INFORMATION SUPPLIED START

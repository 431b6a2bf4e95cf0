//! Field extraction from amazon.co.jp markup.
//!
//! Every extractor is independent and returns `Option`: a selector or pattern
//! that no longer matches the page leaves only its own field empty. The page
//! structure is not a contract, so each field tries the structured DOM
//! location first and a looser pattern over the raw markup second.

use chrono::NaiveDate;
use lazy_static::lazy_static;
use regex::Regex;
use scraper::{ElementRef, Html, Selector};

use crate::models::{
    isbn13_to_isbn10, non_empty, normalize_authors, normalize_isbn, BookRecord, SourceTag,
};

/// Size token that asks the image CDN for its largest rendition.
const HIGH_RES_TOKEN: &str = "._SL1500_.";

/// Detail labels that carry the publisher.
const PUBLISHER_LABELS: &[&str] = &["出版社", "Publisher"];

/// Detail labels that carry the release date.
const DATE_LABELS: &[&str] = &["発売日", "出版日", "Publication date"];

lazy_static! {
    static ref TITLE_SELECTOR: Selector =
        Selector::parse("#productTitle, #ebooksProductTitle").expect("Invalid selector");
    static ref AUTHOR_SELECTOR: Selector =
        Selector::parse("#bylineInfo .author a, #bylineInfo .contributorNameID")
            .expect("Invalid selector");
    static ref DETAIL_SELECTOR: Selector = Selector::parse(
        "#detailBullets_feature_div li, #detail_bullets_id li, #productDetailsTable li, \
         #rpi-attribute-book_details-print_length, #rpi-attribute-book_details-publisher, \
         #rpi-attribute-book_details-publication_date"
    )
    .expect("Invalid selector");
    static ref COVER_SELECTOR: Selector =
        Selector::parse("#landingImage, #imgBlkFront, #ebooksImgBlkFront, #main-image")
            .expect("Invalid selector");
    static ref DESCRIPTION_SELECTOR: Selector = Selector::parse(
        "#bookDescription_feature_div noscript, #bookDescription_feature_div .a-expander-content, \
         #productDescription"
    )
    .expect("Invalid selector");

    static ref HTML_TITLE_REGEX: Regex =
        Regex::new(r"(?is)<title[^>]*>(.*?)</title>").expect("Invalid regex pattern");
    static ref PAGES_REGEX: Regex =
        Regex::new(r"(?i)([0-9]{1,5})\s*(?:ページ|pages)").expect("Invalid regex pattern");
    static ref HIRES_JSON_REGEX: Regex =
        Regex::new(r#""hiRes"\s*:\s*"(https://[^"]+)""#).expect("Invalid regex pattern");
    static ref SIZE_TOKEN_REGEX: Regex =
        Regex::new(r"\._[A-Za-z0-9,_]+_\.").expect("Invalid regex pattern");
    static ref CDN_IMAGE_REGEX: Regex = Regex::new(
        r"https://m\.media-amazon\.com/images/I/[A-Za-z0-9_\-+%]+\._[A-Z0-9_,]+_\.jpg"
    )
    .expect("Invalid regex pattern");
    static ref PRODUCT_ID_REGEX: Regex = Regex::new(
        r#"(?:/dp/|/gp/product/|data-asin=")(978[0-9]{10}|[0-9]{9}[0-9X])(?:[^0-9A-Za-z]|$)"#
    )
    .expect("Invalid regex pattern");
    static ref DATE_SLASH_REGEX: Regex =
        Regex::new(r"([0-9]{4})/([0-9]{1,2})/([0-9]{1,2})").expect("Invalid regex pattern");
    static ref DATE_EN_REGEX: Regex =
        Regex::new(r"([A-Z][a-z]+ [0-9]{1,2}, [0-9]{4})").expect("Invalid regex pattern");
    static ref BOT_CHECK_REGEX: Regex =
        Regex::new(r"(?i)/errors/validateCaptcha|api-services-support@amazon").expect("Invalid regex pattern");
}

/// Whether the page is the robot check served instead of content.
pub(crate) fn is_bot_check(html: &str) -> bool {
    BOT_CHECK_REGEX.is_match(html)
}

/// Extract a record from a product page.
///
/// Returns `None` unless at least a title or an author was found.
pub(crate) fn parse_product_page(html: &str, isbn: &str) -> Option<BookRecord> {
    let document = Html::parse_document(html);
    let details = detail_lines(&document);

    let title = extract_title(&document, html);
    let authors = extract_authors(&document);
    if title.is_none() && authors.is_none() {
        return None;
    }

    let mut book = BookRecord::new(isbn, SourceTag::Amazon);
    book.title = title;
    book.authors = authors;
    book.publisher = extract_publisher(&details);
    book.published_date = extract_published_date(&details);
    book.page_count = extract_page_count(&details, html);
    book.cover_image_url = extract_cover(&document, html).map(|url| high_res_cover(&url));
    book.description = extract_description(&document);

    Some(book)
}

/// Product identifiers on a search results page, in page order, de-duplicated.
pub(crate) fn extract_product_ids(html: &str) -> Vec<String> {
    let mut ids: Vec<String> = Vec::new();
    for caps in PRODUCT_ID_REGEX.captures_iter(html) {
        let id = caps[1].to_string();
        if !ids.contains(&id) {
            ids.push(id);
        }
    }
    ids
}

/// Pick the product to open from search results.
///
/// A result matching one of the `preferred` identifiers wins; otherwise the
/// first result.
pub(crate) fn pick_product_id(ids: &[String], preferred: &[String]) -> Option<String> {
    ids.iter()
        .find(|id| preferred.contains(id))
        .or_else(|| ids.first())
        .cloned()
}

/// First image on the page served from the product image CDN.
pub(crate) fn extract_cdn_image(html: &str) -> Option<String> {
    CDN_IMAGE_REGEX.find(html).map(|m| m.as_str().to_string())
}

/// Swap the rendition size token of a CDN image URL for the largest one.
///
/// URLs without a size token are returned unchanged.
pub(crate) fn high_res_cover(url: &str) -> String {
    SIZE_TOKEN_REGEX.replace(url, HIGH_RES_TOKEN).into_owned()
}

fn extract_title(document: &Html, html: &str) -> Option<String> {
    let from_dom = document
        .select(&TITLE_SELECTOR)
        .map(element_text)
        .find_map(non_empty);
    if from_dom.is_some() {
        return from_dom;
    }

    // "<title>Book title | Author | 本 | 通販 | Amazon</title>"
    let raw = HTML_TITLE_REGEX.captures(html)?.get(1)?.as_str();
    let first = collapse_whitespace(raw.split('|').next()?);
    let first = first
        .trim_start_matches("Amazon.co.jp:")
        .trim_start_matches("Amazon.co.jp：")
        .trim();
    if first.starts_with("Amazon") {
        return None;
    }
    non_empty(first.to_string())
}

fn extract_authors(document: &Html) -> Option<Vec<String>> {
    let mut authors: Vec<String> = Vec::new();
    for name in document.select(&AUTHOR_SELECTOR).map(element_text) {
        if !name.is_empty() && !authors.contains(&name) {
            authors.push(name);
        }
    }
    normalize_authors(authors)
}

fn extract_publisher(details: &[String]) -> Option<String> {
    let value = labeled_value(details, PUBLISHER_LABELS)?;
    // "オライリージャパン; 第1版 (2012/6/23)"
    let name = value.split([';', '(', '（']).next().unwrap_or_default();
    non_empty(name.trim().to_string())
}

fn extract_published_date(details: &[String]) -> Option<String> {
    if let Some(date) = labeled_value(details, DATE_LABELS).and_then(|v| parse_date(&v)) {
        return Some(date);
    }
    // Older layouts put the date in parentheses after the publisher
    labeled_value(details, PUBLISHER_LABELS).and_then(|v| parse_date(&v))
}

fn extract_page_count(details: &[String], html: &str) -> Option<u32> {
    details
        .iter()
        .find_map(|line| parse_pages(line))
        .or_else(|| parse_pages(html))
}

fn extract_cover(document: &Html, html: &str) -> Option<String> {
    for element in document.select(&COVER_SELECTOR) {
        let value = element.value();
        let candidate = value
            .attr("data-old-hires")
            .filter(|s| s.starts_with("http"))
            .or_else(|| value.attr("src").filter(|s| s.starts_with("http")));
        if let Some(url) = candidate {
            return Some(url.to_string());
        }
    }

    HIRES_JSON_REGEX
        .captures(html)
        .and_then(|caps| caps.get(1))
        .map(|m| m.as_str().to_string())
        .or_else(|| extract_cdn_image(html))
}

fn extract_description(document: &Html) -> Option<String> {
    document
        .select(&DESCRIPTION_SELECTOR)
        .map(|element| {
            let text = element_text(element);
            // noscript bodies come through as unparsed markup
            if text.contains('<') {
                let fragment = Html::parse_fragment(&text);
                collapse_whitespace(&fragment.root_element().text().collect::<String>())
            } else {
                text
            }
        })
        .find_map(non_empty)
}

/// Normalized text of each product detail entry.
fn detail_lines(document: &Html) -> Vec<String> {
    document
        .select(&DETAIL_SELECTOR)
        .map(element_text)
        .filter(|line| !line.is_empty())
        .collect()
}

/// Value of the first "label : value" detail line whose label matches.
fn labeled_value(details: &[String], labels: &[&str]) -> Option<String> {
    details.iter().find_map(|line| {
        let (label, value) = line.split_once(':').or_else(|| line.split_once('：'))?;
        let label = label.trim();
        if labels.iter().any(|l| label.starts_with(l)) {
            non_empty(value.trim().to_string())
        } else {
            None
        }
    })
}

fn parse_pages(text: &str) -> Option<u32> {
    PAGES_REGEX
        .captures(text)
        .and_then(|caps| caps[1].parse().ok())
        .filter(|pages| *pages > 0)
}

/// Parse "2012/6/23" or "June 23, 2012" into `YYYY-MM-DD`.
fn parse_date(text: &str) -> Option<String> {
    if let Some(caps) = DATE_SLASH_REGEX.captures(text) {
        let date = NaiveDate::from_ymd_opt(
            caps[1].parse().ok()?,
            caps[2].parse().ok()?,
            caps[3].parse().ok()?,
        )?;
        return Some(date.format("%Y-%m-%d").to_string());
    }

    let caps = DATE_EN_REGEX.captures(text)?;
    NaiveDate::parse_from_str(&caps[1], "%B %d, %Y")
        .ok()
        .map(|date| date.format("%Y-%m-%d").to_string())
}

fn element_text(element: ElementRef<'_>) -> String {
    collapse_whitespace(&element.text().collect::<String>())
}

/// Collapse runs of whitespace and drop the bidi marks Amazon puts around
/// detail labels.
fn collapse_whitespace(text: &str) -> String {
    text.replace(['\u{200e}', '\u{200f}'], "")
        .split_whitespace()
        .collect::<Vec<_>>()
        .join(" ")
}

/// Identifiers a search result may carry for a known ISBN.
pub(crate) fn isbn_aliases(isbn: &str) -> Vec<String> {
    let isbn = normalize_isbn(isbn);
    let mut aliases = Vec::new();
    if let Some(isbn10) = isbn13_to_isbn10(&isbn) {
        aliases.push(isbn10);
    }
    aliases.push(isbn);
    aliases
}
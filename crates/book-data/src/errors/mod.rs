//! Error types for the book data crate.
//!
//! Adapters use [`BookDataError`] internally so request plumbing can use `?`.
//! The [`BookSource`](crate::provider::BookSource) boundary logs the error and
//! turns it into "no record", so none of these reach callers of the resolver.

use thiserror::Error;

/// Errors that can occur while talking to a book metadata provider.
#[derive(Error, Debug)]
pub enum BookDataError {
    /// The provider answered, but has no entry for the ISBN.
    #[error("Book not found: {0}")]
    NotFound(String),

    /// The request to the provider timed out.
    #[error("Timeout: {provider}")]
    Timeout {
        /// The provider that timed out
        provider: String,
    },

    /// The provider rate limited the request (HTTP 429 / 503).
    #[error("Rate limited: {provider}")]
    RateLimited {
        /// The provider that rate limited the request
        provider: String,
    },

    /// A provider-specific error occurred, e.g. a non-success status.
    #[error("Provider error: {provider} - {message}")]
    ProviderError {
        /// The provider that returned the error
        provider: String,
        /// Error message or HTTP status
        message: String,
    },

    /// The provider returned a payload of an unexpected shape.
    #[error("Parse error: {provider} - {message}")]
    Parse {
        /// The provider whose payload failed to parse
        provider: String,
        /// Description of the parse failure
        message: String,
    },

    /// The record publisher rejected the record.
    #[error("Publish failed: {0}")]
    PublishFailed(String),

    /// A network error occurred while communicating with a provider.
    #[error("Network error: {0}")]
    Network(#[from] reqwest::Error),
}

impl BookDataError {
    /// Classify a reqwest error from a given provider.
    pub(crate) fn from_request(provider: &str, error: reqwest::Error) -> Self {
        if error.is_timeout() {
            Self::Timeout {
                provider: provider.to_string(),
            }
        } else {
            Self::ProviderError {
                provider: provider.to_string(),
                message: format!("Request failed: {}", error),
            }
        }
    }

    /// Build a parse error for a provider.
    pub(crate) fn parse(provider: &str, message: impl Into<String>) -> Self {
        Self::Parse {
            provider: provider.to_string(),
            message: message.into(),
        }
    }

    /// Whether this error means "the provider simply has nothing", as opposed
    /// to a failure worth a warning.
    pub fn is_not_found(&self) -> bool {
        matches!(self, Self::NotFound(_))
    }
}

#[cfg(test)]
mod tests {
    use super::*;

    #[test]
    fn test_error_display() {
        let error = BookDataError::NotFound("9784839974206".to_string());
        assert_eq!(format!("{}", error), "Book not found: 9784839974206");

        let error = BookDataError::RateLimited {
            provider: "amazon".to_string(),
        };
        assert_eq!(format!("{}", error), "Rate limited: amazon");

        let error = BookDataError::ProviderError {
            provider: "google_books".to_string(),
            message: "HTTP 500".to_string(),
        };
        assert_eq!(
            format!("{}", error),
            "Provider error: google_books - HTTP 500"
        );
    }

    #[test]
    fn test_is_not_found() {
        assert!(BookDataError::NotFound("x".to_string()).is_not_found());
        assert!(!BookDataError::parse("openbd", "bad json").is_not_found());
        assert!(!BookDataError::PublishFailed("denied".to_string()).is_not_found());
    }
}
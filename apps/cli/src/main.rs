//! # shelfscan CLI
//!
//! Looks up Japanese book metadata by ISBN from the command line.
//!
//! ```bash
//! shelfscan lookup 9784873115658
//! shelfscan lookup 978-4-8399-7420-6 --json
//! shelfscan validate 4839974209 9784839974207
//! shelfscan cover --title "リーダブルコード" --author "Dustin Boswell"
//! ```
//!
//! Settings come from the environment (or a `.env` file), see `config.rs`.

mod commands;
mod config;
mod main_lib;

use clap::{ArgGroup, Parser, Subcommand};
use config::Config;
use main_lib::init_tracing;

#[derive(Parser)]
#[command(name = "shelfscan", version, about = "Resolve ISBNs to book metadata")]
struct Cli {
    #[command(subcommand)]
    command: Commands,
}

#[derive(Subcommand)]
enum Commands {
    /// Resolve an ISBN to a book record.
    Lookup {
        /// ISBN-10 or ISBN-13, hyphens allowed.
        isbn: String,

        /// Skip the in-memory cache.
        #[arg(long)]
        no_cache: bool,

        /// Print the record as JSON.
        #[arg(long)]
        json: bool,
    },

    /// Check ISBN checksums.
    Validate {
        #[arg(required = true)]
        codes: Vec<String>,
    },

    /// Find a cover image URL.
    #[command(group(ArgGroup::new("target").required(true).args(["isbn", "title"])))]
    Cover {
        #[arg(long)]
        isbn: Option<String>,

        #[arg(long)]
        title: Option<String>,

        /// Narrows a title search.
        #[arg(long, requires = "title")]
        author: Option<String>,
    },
}

#[tokio::main]
async fn main() -> anyhow::Result<()> {
    let cli = Cli::parse();
    let config = Config::from_env();
    init_tracing(&config.log_format);

    match cli.command {
        Commands::Lookup {
            isbn,
            no_cache,
            json,
        } => commands::lookup(&config, &isbn, no_cache, json).await,
        Commands::Validate { codes } => commands::validate(&codes),
        Commands::Cover {
            isbn,
            title,
            author,
        } => {
            commands::cover(
                &config,
                isbn.as_deref(),
                title.as_deref(),
                author.as_deref(),
            )
            .await
        }
    }
}

#[cfg(test)]
mod tests {
    use super::*;
    use clap::CommandFactory;

    #[test]
    fn test_cli_definition() {
        Cli::command().debug_assert();
    }

    #[test]
    fn test_cover_requires_a_target() {
        assert!(Cli::try_parse_from(["shelfscan", "cover"]).is_err());
        assert!(Cli::try_parse_from(["shelfscan", "cover", "--author", "x"]).is_err());
        assert!(Cli::try_parse_from(["shelfscan", "cover", "--isbn", "4839974209"]).is_ok());
    }

    #[test]
    fn test_lookup_flags() {
        let cli = Cli::try_parse_from(["shelfscan", "lookup", "9784873115658", "--no-cache"])
            .unwrap();
        match cli.command {
            Commands::Lookup {
                isbn,
                no_cache,
                json,
            } => {
                assert_eq!(isbn, "9784873115658");
                assert!(no_cache);
                assert!(!json);
            }
            _ => panic!("expected lookup"),
        }
    }
}
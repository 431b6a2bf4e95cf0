//! Data validation.
//!
//! Currently only cover image URLs need checking; bibliographic fields are
//! taken from providers as-is.

mod image;

pub use image::{has_image_extension, CoverCheck, ImageUrlValidator, MIN_IMAGE_BYTES};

INFORMATION SUPPLIED END

EXERCISE -
Among the entries above, which lines include "search"? List them all.

EXPECTED OUTPUT -
/// Product identifiers on a search results page, in page order, de-duplicated.
/// Pick the product to open from search results.
/// Identifiers a search result may carry for a known ISBN.
        /// Narrows a title search.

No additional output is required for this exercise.